Metro Weekly

Georgia prison system pays family of trans inmate $2.2 million after death by suicide

Jenna Mitchell's family called the settlement "blood money" and demanded a criminal investigation

jenna mitchell, trans, transgender, georgia, inmate
Photo by Hédi Benyounes on Unsplash

Georgia’s prison system has agreed to pay $2.2 million to the parents of a transgender inmate who died by suicide in her cell in 2017 — after officials ignored her threats and waited several minutes before getting medical help, according to documents filed in a civil lawsuit.

The settlement, first reported by CNN, was reached on Dec. 6 — the fourth anniversary of Jenna Mitchell’s death.

It is one of the state’s prison system’s biggest wrongful death settlements ever and follows the Justice Department’s investigation into allegations of unconstitutional abuse in Georgia prisons.

“The financial settlement is barely nudging any kind of justice,” Mitchell’s mother, Sheba Maree, told CNN. “I’d rather have my child… Nothing will ever, ever, ever, ever take the place of my child.”

Maree continued: “To me, this is blood money, and I will not stop until the people involved with her death are held responsible.”
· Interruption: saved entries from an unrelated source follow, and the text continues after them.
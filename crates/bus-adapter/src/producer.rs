use std::time::Duration;

use async_trait::async_trait;
use rdkafka::config::ClientConfig;
use rdkafka::message::OwnedHeaders;
use rdkafka::producer::{FutureProducer, FutureRecord};
use tracing::{debug, warn};

use crate::error::{BusError, BusResult};
use crate::subjects::topic_for;

/// A single key/value header attached to a published message.
pub type Header = (String, String);

/// Publishes domain events onto the bus. Implementations must guarantee
/// that a publish which returns `Ok` has been durably accepted by the
/// broker (not merely buffered client-side).
#[async_trait]
pub trait BusProducer: Send + Sync {
    async fn publish(
        &self,
        subject: &str,
        key: &str,
        payload: &[u8],
        headers: &[Header],
    ) -> BusResult<()>;
}

/// Kafka-backed [`BusProducer`] configured for idempotent, all-acks
/// delivery so that outbox retries can never silently duplicate or drop a
/// message on the broker side.
pub struct KafkaBusProducer {
    producer: FutureProducer,
    topic_prefix: String,
    delivery_timeout: Duration,
}

impl KafkaBusProducer {
    pub fn new(brokers: &str, topic_prefix: impl Into<String>) -> BusResult<Self> {
        let producer: FutureProducer = ClientConfig::new()
            .set("bootstrap.servers", brokers)
            .set("enable.idempotence", "true")
            .set("acks", "all")
            .set("message.timeout.ms", "30000")
            .set("compression.type", "zstd")
            .create()
            .map_err(|e| BusError::Unreachable(e.to_string()))?;

        Ok(Self {
            producer,
            topic_prefix: topic_prefix.into(),
            delivery_timeout: Duration::from_secs(30),
        })
    }
}

#[async_trait]
impl BusProducer for KafkaBusProducer {
    async fn publish(
        &self,
        subject: &str,
        key: &str,
        payload: &[u8],
        headers: &[Header],
    ) -> BusResult<()> {
        let topic = topic_for(&self.topic_prefix, subject);

        let mut owned_headers = OwnedHeaders::new();
        for (name, value) in headers {
            owned_headers = owned_headers.insert(rdkafka::message::Header {
                key: name.as_str(),
                value: Some(value.as_str()),
            });
        }

        let record = FutureRecord::to(&topic)
            .key(key)
            .payload(payload)
            .headers(owned_headers);

        match self.producer.send(record, self.delivery_timeout).await {
            Ok((partition, offset)) => {
                debug!(%topic, key, partition, offset, "published event");
                Ok(())
            }
            Err((err, _msg)) => {
                warn!(%topic, key, error = %err, "publish failed");
                Err(BusError::PublishFailed(err.to_string()))
            }
        }
    }
}

#[cfg(test)]
mod tests {
    use super::*;

    #[test]
    fn topic_prefix_applies_to_logical_subjects() {
        assert_eq!(topic_for("orderflow", "order-events"), "orderflow.order-events");
    }
}
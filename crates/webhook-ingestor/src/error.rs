use thiserror::Error;

pub type WebhookResult<T> = Result<T, WebhookError>;

/// Stage 1-2 failures are synchronous and never enter the outbox or
/// dead-letter table; stage 3-5 failures are classified separately by the
/// caller and routed to the dead-letter store.
#[derive(Debug, Error)]
pub enum WebhookError {
    #[error("signature verification failed for source '{0}'")]
    BadSignature(&'static str),

    #[error("missing signature header '{0}'")]
    MissingSignatureHeader(&'static str),

    #[error("malformed request body: {0}")]
    MalformedBody(String),

    #[error("unrecognized payload shape for source '{0}'")]
    UnrecognizedPayload(&'static str),

    #[error("database error: {0}")]
    Database(#[from] sqlx::Error),

    #[error("serialization error: {0}")]
    Serialization(#[from] serde_json::Error),
}

impl WebhookError {
    /// Stage 1 (parse & verify) failures are never retried and never
    /// recorded; everything else is a stage 3-5 candidate for dead-lettering.
    pub fn is_verification_failure(&self) -> bool {
        matches!(
            self,
            WebhookError::BadSignature(_) | WebhookError::MissingSignatureHeader(_)
        )
    }
}
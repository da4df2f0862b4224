//! Configuration for webhook-gateway, loaded once at startup.

use serde::{Deserialize, Serialize};
use std::time::Duration;

#[derive(Debug, Clone, Serialize, Deserialize)]
pub struct Config {
    pub app: AppConfig,
    pub cors: CorsConfig,
    pub database: DatabaseConfig,
    pub bus: BusConfig,
    pub outbox: OutboxConfig,
    pub webhook: WebhookConfig,
}

#[derive(Debug, Clone, Serialize, Deserialize)]
pub struct AppConfig {
    pub env: String,
    pub host: String,
    pub port: u16,
    pub shutdown_timeout_secs: u64,
}

#[derive(Debug, Clone, Serialize, Deserialize)]
pub struct CorsConfig {
    pub allowed_origins: String,
}

#[derive(Debug, Clone, Serialize, Deserialize)]
pub struct DatabaseConfig {
    pub url: String,
    pub max_connections: u32,
}

#[derive(Debug, Clone, Serialize, Deserialize)]
pub struct BusConfig {
    pub brokers: String,
    pub topic_prefix: String,
}

#[derive(Debug, Clone, Serialize, Deserialize)]
pub struct OutboxConfig {
    pub worker_count: usize,
    pub batch_size: i64,
    pub lease_ttl_secs: u64,
    pub poll_interval_ms: u64,
    pub backoff_initial_secs: u64,
    pub backoff_max_secs: u64,
    pub max_retries: i32,
    pub drain_timeout_secs: u64,
}

impl OutboxConfig {
    pub fn lease_ttl(&self) -> Duration {
        Duration::from_secs(self.lease_ttl_secs)
    }

    pub fn poll_interval(&self) -> Duration {
        Duration::from_millis(self.poll_interval_ms)
    }

    pub fn backoff_initial(&self) -> Duration {
        Duration::from_secs(self.backoff_initial_secs)
    }

    pub fn backoff_max(&self) -> Duration {
        Duration::from_secs(self.backoff_max_secs)
    }

    pub fn drain_timeout(&self) -> Duration {
        Duration::from_secs(self.drain_timeout_secs)
    }
}

/// Shared secrets for every source a signature is verified against, plus
/// the Facebook subscription handshake token.
#[derive(Debug, Clone, Serialize, Deserialize)]
pub struct WebhookConfig {
    pub secret_loyverse: String,
    pub secret_facebook: String,
    pub secret_line: String,
    pub secret_grab: String,
    pub secret_lineman: String,
    pub secret_omise: String,
    pub secret_2c2p: String,
    pub facebook_verify_token: String,
}

impl Config {
    /// Loads configuration from environment variables, applying the same
    /// defaults-with-override pattern every service binary in the corpus
    /// uses so a bare `docker run` still comes up against local infra.
    pub fn from_env() -> Result<Self, String> {
        Ok(Config {
            app: AppConfig {
                env: std::env::var("APP_ENV").unwrap_or_else(|_| "development".to_string()),
                host: std::env::var("WEBHOOK_GATEWAY_HOST").unwrap_or_else(|_| "0.0.0.0".to_string()),
                port: std::env::var("WEBHOOK_GATEWAY_PORT")
                    .ok()
                    .and_then(|p| p.parse().ok())
                    .unwrap_or(8081),
                shutdown_timeout_secs: std::env::var("SHUTDOWN_TIMEOUT_SECS")
                    .ok()
                    .and_then(|v| v.parse().ok())
                    .unwrap_or(30),
            },
            cors: CorsConfig {
                allowed_origins: std::env::var("CORS_ALLOWED_ORIGINS").unwrap_or_else(|_| "*".to_string()),
            },
            database: DatabaseConfig {
                url: std::env::var("DATABASE_URL")
                    .unwrap_or_else(|_| "postgresql://localhost/orderflow".to_string()),
                max_connections: std::env::var("DATABASE_MAX_CONNECTIONS")
                    .ok()
                    .and_then(|c| c.parse().ok())
                    .unwrap_or(10),
            },
            bus: BusConfig {
                brokers: std::env::var("BUS_BROKERS").unwrap_or_else(|_| "localhost:9092".to_string()),
                topic_prefix: std::env::var("BUS_TOPIC_PREFIX").unwrap_or_default(),
            },
            outbox: OutboxConfig {
                worker_count: std::env::var("OUTBOX_WORKER_COUNT")
                    .ok()
                    .and_then(|v| v.parse().ok())
                    .unwrap_or(1),
                batch_size: std::env::var("OUTBOX_BATCH_SIZE")
                    .ok()
                    .and_then(|v| v.parse().ok())
                    .unwrap_or(100),
                lease_ttl_secs: std::env::var("OUTBOX_LEASE_TTL_SECS")
                    .ok()
                    .and_then(|v| v.parse().ok())
                    .unwrap_or(30),
                poll_interval_ms: std::env::var("OUTBOX_POLL_INTERVAL_MS")
                    .ok()
                    .and_then(|v| v.parse().ok())
                    .unwrap_or(500),
                backoff_initial_secs: std::env::var("OUTBOX_BACKOFF_INITIAL_SECS")
                    .ok()
                    .and_then(|v| v.parse().ok())
                    .unwrap_or(1),
                backoff_max_secs: std::env::var("OUTBOX_BACKOFF_MAX_SECS")
                    .ok()
                    .and_then(|v| v.parse().ok())
                    .unwrap_or(300),
                max_retries: std::env::var("OUTBOX_MAX_RETRIES")
                    .ok()
                    .and_then(|v| v.parse().ok())
                    .unwrap_or(10),
                drain_timeout_secs: std::env::var("OUTBOX_DRAIN_TIMEOUT_SECS")
                    .ok()
                    .and_then(|v| v.parse().ok())
                    .unwrap_or(10),
            },
            webhook: WebhookConfig {
                secret_loyverse: std::env::var("WEBHOOK_SECRET_LOYVERSE").unwrap_or_default(),
                secret_facebook: std::env::var("WEBHOOK_SECRET_FACEBOOK").unwrap_or_default(),
                secret_line: std::env::var("WEBHOOK_SECRET_LINE").unwrap_or_default(),
                secret_grab: std::env::var("WEBHOOK_SECRET_GRAB").unwrap_or_default(),
                secret_lineman: std::env::var("WEBHOOK_SECRET_LINEMAN").unwrap_or_default(),
                secret_omise: std::env::var("WEBHOOK_SECRET_OMISE").unwrap_or_default(),
                secret_2c2p: std::env::var("WEBHOOK_SECRET_2C2P").unwrap_or_default(),
                facebook_verify_token: std::env::var("FACEBOOK_VERIFY_TOKEN").unwrap_or_default(),
            },
        })
    }
}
Mitchell, 25, was being held at a men’s prison despite being approved for gender-affirming surgery, according to a lawsuit filed by her parents in 2019.

The suit claims that Mitchell was placed in solitary confinement after being told by prison staff that she was “being moved to the compound for transgender inmates.”
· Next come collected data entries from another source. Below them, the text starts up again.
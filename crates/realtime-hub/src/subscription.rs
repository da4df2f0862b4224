use chrono::{DateTime, Utc};
use tokio::sync::mpsc;
use uuid::Uuid;

/// Opaque id for a registered WebSocket client. Callers (the websocket
/// actor in the realtime-gateway service) carry only this id, never a
/// reference into the hub's internal map, keeping the subscriber registry
/// single-owner instead of cyclic.
pub type SubscriberId = Uuid;

/// A message handed to a subscriber's outbound queue. `subject` is kept
/// alongside the payload so a client fanning in multiple conversations can
/// tell them apart without re-parsing `payload`.
#[derive(Debug, Clone)]
pub struct OutboundMessage {
    pub subject: String,
    pub payload: serde_json::Value,
}

/// What a subscription admits. The hub matches a broadcast's `subject`
/// string against this filter; everything else about the message is
/// opaque to the hub.
#[derive(Debug, Clone, PartialEq, Eq)]
pub enum SubjectFilter {
    Conversation(String),
    User(String),
    /// Matches every subject; used by operator/monitoring connections.
    All,
}

impl SubjectFilter {
    pub fn admits(&self, subject: &str) -> bool {
        match self {
            SubjectFilter::Conversation(id) => subject == format!("conversation:{id}"),
            SubjectFilter::User(id) => subject == format!("user:{id}"),
            SubjectFilter::All => true,
        }
    }
}

/// One registered subscriber as the hub loop sees it: its filter, its
/// bounded outbound queue, and the last time it proved liveness (pong or
/// inbound frame). Mutated only from the hub's own task — the subscriber
/// map is never shared behind a lock.
pub struct Subscription {
    pub subscriber_id: SubscriberId,
    pub subject_filter: SubjectFilter,
    pub queue_tx: mpsc::Sender<OutboundMessage>,
    pub last_ping_at: DateTime<Utc>,
}

impl Subscription {
    pub fn new(subscriber_id: SubscriberId, subject_filter: SubjectFilter, queue_tx: mpsc::Sender<OutboundMessage>) -> Self {
        Self {
            subscriber_id,
            subject_filter,
            queue_tx,
            last_ping_at: Utc::now(),
        }
    }
}
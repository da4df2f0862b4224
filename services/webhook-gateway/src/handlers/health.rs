use actix_web::{web, HttpResponse};
use serde::Serialize;
use sqlx::PgPool;

#[derive(Serialize)]
struct HealthBody {
    status: &'static str,
    service: &'static str,
    version: &'static str,
}

pub async fn health() -> HttpResponse {
    HttpResponse::Ok().json(HealthBody {
        status: "ok",
        service: "webhook-gateway",
        version: env!("CARGO_PKG_VERSION"),
    })
}

pub async fn ready(pool: web::Data<PgPool>) -> HttpResponse {
    match sqlx::query("SELECT 1").fetch_one(pool.get_ref()).await {
        Ok(_) => HttpResponse::Ok().json(HealthBody {
            status: "ready",
            service: "webhook-gateway",
            version: env!("CARGO_PKG_VERSION"),
        }),
        Err(e) => {
            tracing::warn!(error = %e, "readiness check failed: database unreachable");
            HttpResponse::ServiceUnavailable().json(serde_json::json!({
                "status": "unready",
                "error": "database unreachable",
            }))
        }
    }
}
Two weeks later, on Dec. 4, 2017, Mitchell hanged herself. She died after spending two days in a coma.

Maree had called the prison on Dec. 2 after her daughter told her in a letter that she was going to attempt suicide. According to the suit, Maree took the threat seriously because Mitchell suffered from schizophrenia, bipolar disorder and gender dysphoria and “had engaged in a pattern of suicidal and self-harming behavior.” Prison officials informed Maree that Mitchell had already attempted suicide but was “okay.”

Shortly thereafter, Mitchell was returned to solitary confinement, rather than placed on suicide watch. On Dec. 4, she told a corrections officer that she planned to hang herself. Yet the officer left her alone to report the threat, the suit says.
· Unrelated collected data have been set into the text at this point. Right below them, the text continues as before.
#[cfg(test)]
mod tests {
    use super::*;
    use std::str::FromStr;

    fn now() -> DateTime<Utc> {
        Utc::now()
    }

    fn sample_order() -> Order {
        let item = OrderItem::new("P1", 2, Decimal::new(1000, 2)).unwrap();
        let (order, _event) = Order::create(None, "web", vec![item], now()).unwrap();
        order
    }

    #[test]
    fn create_confirm_cancel_scenario() {
        let item = OrderItem::new("P", 2, Decimal::new(1000, 2)).unwrap();
        let (mut order, event) = Order::create(None, "web", vec![item], now()).unwrap();
        assert_eq!(order.total, Decimal::new(2000, 2));
        assert!(matches!(event, DomainEvent::OrderCreated(_)));

        let confirm_event = order.confirm(now()).unwrap();
        assert_eq!(order.status, OrderStatus::Confirmed);
        assert!(matches!(confirm_event, DomainEvent::OrderConfirmed(_)));

        let cancel_event = order.cancel("customer request", now()).unwrap();
        assert_eq!(order.status, OrderStatus::Cancelled);
        assert_eq!(order.paid_status, PaidStatus::Unpaid);
        assert!(matches!(cancel_event, DomainEvent::OrderCancelled(_)));
    }

    #[test]
    fn stock_override_by_employee_is_rejected_and_order_is_unchanged() {
        let mut order = sample_order();
        let before = order.clone();
        let overrides = vec![StockOverrideRequest {
            product_id: "P1".to_string(),
            reason: "damaged box".to_string(),
        }];

        let err = order
            .confirm_with_stock_override("emp-1", ActorRole::Employee, overrides, now())
            .unwrap_err();

        assert!(matches!(err, OrderError::UnauthorizedStockOverride(_)));
        assert_eq!(order.status, before.status);
        assert_eq!(order.items, before.items);
    }

    #[test]
    fn stock_override_by_manager_succeeds_and_emits_both_events_in_order() {
        let mut order = sample_order();
        let overrides = vec![StockOverrideRequest {
            product_id: "P1".to_string(),
            reason: "damaged box".to_string(),
        }];

        let (confirmed, applied) = order
            .confirm_with_stock_override("mgr-1", ActorRole::Manager, overrides, now())
            .unwrap();

        assert_eq!(order.status, OrderStatus::Confirmed);
        assert!(order.items[0].is_override);
        assert_eq!(order.items[0].override_reason.as_deref(), Some("damaged box"));
        assert!(matches!(confirmed, DomainEvent::OrderConfirmed(_)));
        assert!(matches!(applied, DomainEvent::StockOverrideApplied(_)));
    }

    #[test]
    fn stock_override_rejects_unknown_product_and_leaves_order_untouched() {
        let mut order = sample_order();
        let before = order.clone();
        let overrides = vec![StockOverrideRequest {
            product_id: "NOT-IN-ORDER".to_string(),
            reason: "n/a".to_string(),
        }];

        let err = order
            .confirm_with_stock_override("mgr-1", ActorRole::Manager, overrides, now())
            .unwrap_err();

        assert!(matches!(err, OrderError::UnknownOverrideProduct(_)));
        assert_eq!(order.status, before.status);
    }

    #[test]
    fn stock_override_rejects_empty_reason() {
        let mut order = sample_order();
        let overrides = vec![StockOverrideRequest {
            product_id: "P1".to_string(),
            reason: "   ".to_string(),
        }];

        let err = order
            .confirm_with_stock_override("mgr-1", ActorRole::Manager, overrides, now())
            .unwrap_err();
        assert!(matches!(err, OrderError::MissingOverrideReason(_)));
    }

    #[test]
    fn total_reflects_discount_shipping_and_tax() {
        let mut order = sample_order();
        order.apply_discount(Decimal::new(200, 2), now()).unwrap();
        order.set_shipping_fee(Decimal::new(500, 2), now()).unwrap();
        order.calculate_tax(Decimal::new(7, 2), now()).unwrap();

        let expected_tax = calculate_tax(order.items_subtotal - order.discount, Decimal::new(7, 2));
        let expected_total = order.items_subtotal - order.discount + order.shipping_fee + expected_tax;
        assert_eq!(order.total, expected_total);
    }

    #[test]
    fn mutations_are_rejected_once_order_is_no_longer_pending() {
        let mut order = sample_order();
        order.confirm(now()).unwrap();

        let err = order.apply_discount(Decimal::new(100, 2), now()).unwrap_err();
        assert!(matches!(err, OrderError::NotPending { .. }));
    }

    #[test]
    fn cancel_is_disallowed_from_delivered() {
        let mut order = sample_order();
        order.status = OrderStatus::Delivered;
        let err = order.cancel("too late", now()).unwrap_err();
        assert!(matches!(err, OrderError::InvalidStatusTransition { .. }));
    }

    #[test]
    fn paid_status_transition_table_is_enforced() {
        let mut order = sample_order();
        order.update_paid_status(PaidStatus::Paid, now()).unwrap();
        assert_eq!(order.paid_status, PaidStatus::Paid);

        let err = order.update_paid_status(PaidStatus::Unpaid, now()).unwrap_err();
        assert!(matches!(err, OrderError::InvalidPaidStatusTransition { .. }));
    }

    #[test]
    fn status_round_trips_through_string_form() {
        for status in [
            OrderStatus::Pending,
            OrderStatus::Confirmed,
            OrderStatus::Processing,
            OrderStatus::Shipped,
            OrderStatus::Delivered,
            OrderStatus::Cancelled,
            OrderStatus::Refunded,
        ] {
            assert_eq!(OrderStatus::from_str(status.as_str()).unwrap(), status);
        }
    }

    #[test]
    fn item_rejects_zero_quantity() {
        let err = OrderItem::new("P1", 0, Decimal::new(100, 2)).unwrap_err();
        assert!(matches!(err, OrderError::InvalidQuantity(0)));
    }

    #[test]
    fn advance_status_walks_confirmed_through_to_delivered() {
        let mut order = sample_order();
        order.confirm(now()).unwrap();

        let event = order.advance_status(OrderStatus::Processing, now()).unwrap();
        assert_eq!(order.status, OrderStatus::Processing);
        assert!(matches!(event, DomainEvent::OrderStatusChanged(_)));

        order.advance_status(OrderStatus::Shipped, now()).unwrap();
        order.advance_status(OrderStatus::Delivered, now()).unwrap();
        assert_eq!(order.status, OrderStatus::Delivered);
    }

    #[test]
    fn advance_status_rejects_illegal_skip() {
        let mut order = sample_order();
        let err = order.advance_status(OrderStatus::Shipped, now()).unwrap_err();
        assert!(matches!(err, OrderError::InvalidStatusTransition { .. }));
    }
}
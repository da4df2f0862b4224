//! Prometheus exposition for order-service, following the corpus's
//! per-binary `serve_metrics` convention (content-service, etc).

use actix_web::HttpResponse;
use prometheus::{Encoder, TextEncoder};

pub async fn serve_metrics() -> HttpResponse {
    let encoder = TextEncoder::new();
    let metric_families = prometheus::gather();

    let mut buffer = Vec::new();
    if let Err(err) = encoder.encode(&metric_families, &mut buffer) {
        return HttpResponse::InternalServerError().body(err.to_string());
    }

    HttpResponse::Ok().content_type(encoder.format_type()).body(buffer)
}
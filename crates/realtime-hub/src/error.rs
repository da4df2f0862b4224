use thiserror::Error;

pub type HubResult<T> = Result<T, HubError>;

#[derive(Debug, Error)]
pub enum HubError {
    #[error("hub event loop has shut down")]
    HubClosed,

    #[error("subscriber {0} not registered")]
    UnknownSubscriber(uuid::Uuid),
}
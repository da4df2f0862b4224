//! Webhook Ingestion Pipeline: per-source signature verification,
//! idempotency marking, normalization to a canonical [`event_schema::DomainEvent`],
//! and a dead-letter store for stage 3-5 failures.

pub mod dead_letter;
pub mod error;
pub mod idempotency;
pub mod signature;
pub mod sources;

pub use dead_letter::{DeadLetterRecord, DeadLetterStore};
pub use error::{WebhookError, WebhookResult};
pub use idempotency::WebhookIdempotencyStore;
pub use sources::NormalizedWebhook;
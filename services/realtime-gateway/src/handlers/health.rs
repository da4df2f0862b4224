use actix_web::HttpResponse;
use serde::Serialize;

#[derive(Serialize)]
struct HealthBody {
    status: &'static str,
    service: &'static str,
    version: &'static str,
}

pub async fn health() -> HttpResponse {
    HttpResponse::Ok().json(HealthBody {
        status: "ok",
        service: "realtime-gateway",
        version: env!("CARGO_PKG_VERSION"),
    })
}

/// No external store to probe here — this binary carries no domain
/// database — so readiness mirrors liveness.
pub async fn ready() -> HttpResponse {
    HttpResponse::Ok().json(HealthBody {
        status: "ready",
        service: "realtime-gateway",
        version: env!("CARGO_PKG_VERSION"),
    })
}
An orderly testified that before her death, officers taunted Mitchell, encouraging her to take her own life.

After Mitchell died, the suit continues, the officer’s supervisor “prepared a false incident report to cover up” the officer’s conduct. Despite knowing the report was falsified, the warden approved it.

Mitchell’s parents’ attorney, David B. Shanies, called for a criminal investigation into her death, saying in a statement “there is no question that [wrongdoers] should” be held accountable.

“Even a record-setting civil recovery cannot begin to repair the damage caused by this horrific event,” he said.